Re: [PATCHv10 man-pages 5/5] execveat.2: initial man page for execveat(2)
From: Rich Felker
Date: Fri Jan 09 2015 - 17:43:43 EST
On Fri, Jan 09, 2015 at 10:33:00PM +0000, Al Viro wrote:
> On Fri, Jan 09, 2015 at 05:17:28PM -0500, Rich Felker wrote:
> > > Back then the procfs-free environments had been pushed as a serious argument
> > > in favour of merging the damn thing. Now you guys turn around and say that
> > > we not only need procfs mounted, we need a yet-to-be-added kludge in there
> > > to cope with the actual intended uses.
> >
> > Reverting does not fix the problem. There is no way to make fexecve
> > work for scripts without kernel support, and the needed kernel support
> > without fexecve would be even nastier, since handling of /proc/self/fd
> > magic-symlinks would need to be special-cased. The added fexecveat
> > syscall supports fully /proc-less operation for non-scripts.
>
> Oh, yes it does. It's not *our* problem if it's out of tree and not
> a part of ABI. That way if you need it, *you* get to come up with clean
> implementation. If it's in-tree you get leverage to push ugly kludges
> further in. And frankly, I don't trust you to abstain from using that
> leverage in rather nasty ways.
>
> Out of curiosity, how would you expect that "open only once" to work?

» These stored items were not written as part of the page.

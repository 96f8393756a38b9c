//! Scheduled maintenance jobs.

use std::sync::Arc;

use bson::DateTime;
use chrono::{Duration, Utc};
use mongodb::Database;
use tokio_cron_scheduler::{Job, JobScheduler, JobSchedulerError};
use tracing::{info, warn};

use crate::dao::device_token::DeviceTokenDao;

/// Starts the daily cleanup of device tokens that have stayed inactive past
/// the retention window. Returns the scheduler handle so the caller can keep
/// it alive for the process lifetime.
pub async fn start_scheduler(
    db: Database,
    token_retention_days: i64,
) -> Result<JobScheduler, JobSchedulerError> {
    let scheduler = JobScheduler::new().await?;
    let dao = Arc::new(DeviceTokenDao::new(&db));

    // 03:30 UTC daily, off the usual traffic peaks.
    scheduler
        .add(Job::new_async("0 30 3 * * *", move |_uuid, _lock| {
            let dao = dao.clone();
            Box::pin(async move {
                purge_stale_tokens(&dao, token_retention_days).await;
            })
        })?)
        .await?;

    scheduler.start().await?;
    info!(token_retention_days, "Background scheduler started");
    Ok(scheduler)
}

async fn purge_stale_tokens(dao: &DeviceTokenDao, retention_days: i64) {
    let cutoff = Utc::now() - Duration::days(retention_days.max(1));
    let cutoff = DateTime::from_millis(cutoff.timestamp_millis());
    match dao.purge_inactive(cutoff).await {
        Ok(0) => {}
        Ok(purged) => info!(purged, "Purged long-inactive device tokens"),
        Err(e) => warn!(%e, "Device token purge failed"),
    }
}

> All reliable variants I see are beyond sick...
Here's a very simple way it could work -- it could put the O_PATH fd
on a previously-unused fd number, and put a special flag on the fd,
like FD_CLOEXEC, but that causes the kernel to close it whenever it's
opened. The pathname passed could then simply be /dev/fd/%d or
/proc/self/fd/%d, and although this is presently dependent on /proc
being mounted, virtual /dev/fd/* could someday be something completely
independent of procfs. The kernel keeps all the freedom to choose how
to pass the name to the interpreter. I'm not proposing any kernel
API/ABI lock-in and I'm with you in opposing such lock-in.